13/07/2026
Il est des instants où la nature retire sa voix pour ne laisser parler que le silence. Dans cette clairière, deux chevreuils baissent la tête vers l’herbe sèche comme si le monde entier tenait dans ce geste. L’un découvre la vie, l’autre en connaît déjà les lois. Entre eux, il n’y a ni discours, ni leçon, seulement cette proximité tranquille que les hommes ont souvent désapprise.
Le vent effleure les hautes herbes sans réclamer d’attention. Les arbres, eux, demeurent les gardiens d’un royaume qui n’a pas besoin de spectateurs pour exister.
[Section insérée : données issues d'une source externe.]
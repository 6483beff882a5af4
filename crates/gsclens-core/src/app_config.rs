use std::path::PathBuf;

#[derive(Debug, Clone, PartialEq, Eq)]
pub enum Environment {
    Development,
    Test,
    Production,
}

impl std::fmt::Display for Environment {
    fn fmt(&self, f: &mut std::fmt::Formatter<'_>) -> std::fmt::Result {
        match self {
            Environment::Development => write!(f, "development"),
            Environment::Test => write!(f, "test"),
            Environment::Production => write!(f, "production"),
        }
    }
}

#[derive(Clone)]
pub struct AppConfig {
    pub env: Environment,
    pub log_level: String,
    pub keywords_path: PathBuf,
    pub default_property: Option<String>,
    /// Bearer token issued by the external OAuth flow.
    pub gsc_access_token: Option<String>,
    pub gsc_base_url: String,
    pub gsc_request_timeout_secs: u64,
    pub gsc_row_limit: u32,
    /// When unset, narrative analyses run in fallback mode.
    pub openai_api_key: Option<String>,
    pub openai_base_url: String,
    pub openai_model: String,
    pub narrative_max_tokens: u32,
    pub narrative_temperature: f32,
}

impl AppConfig {
    /// Returns `true` when a non-blank language-model API key is present.
    #[must_use]
    pub fn narrative_configured(&self) -> bool {
        self.openai_api_key
            .as_deref()
            .is_some_and(|k| !k.trim().is_empty())
    }
}

impl std::fmt::Debug for AppConfig {
    fn fmt(&self, f: &mut std::fmt::Formatter<'_>) -> std::fmt::Result {
        f.debug_struct("AppConfig")
            .field("env", &self.env)
            .field("log_level", &self.log_level)
            .field("keywords_path", &self.keywords_path)
            .field("default_property", &self.default_property)
            .field(
                "gsc_access_token",
                &self.gsc_access_token.as_ref().map(|_| "[redacted]"),
            )
            .field("gsc_base_url", &self.gsc_base_url)
            .field("gsc_request_timeout_secs", &self.gsc_request_timeout_secs)
            .field("gsc_row_limit", &self.gsc_row_limit)
            .field(
                "openai_api_key",
                &self.openai_api_key.as_ref().map(|_| "[redacted]"),
            )
            .field("openai_base_url", &self.openai_base_url)
            .field("openai_model", &self.openai_model)
            .field("narrative_max_tokens", &self.narrative_max_tokens)
            .field("narrative_temperature", &self.narrative_temperature)
            .finish()
    }
}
Nous croyons surprendre un spectacle ; en vérité, c’est nous qui sommes les intrus, admis pour quelques secondes dans une cérémonie commencée bien avant notre naissance.
Le jeune avance avec l’insolence innocente de ceux qui ignorent encore les pièges. La mère veille sans en avoir l’air. Chez les animaux, la tendresse ne s’annonce pas : elle se confond avec la vigilance.
Face à une telle scène, les mots deviennent presque superflus. Ils tentent seulement de retenir ce que le temps s’empressera d’effacer. Car la beauté n’est peut-être rien d’autre que cela : une apparition si brève qu’elle oblige celui qui la contemple à ralentir, comme pour remercier le monde d’avoir entrouvert, l’espace d’un souffle, la porte de son secret.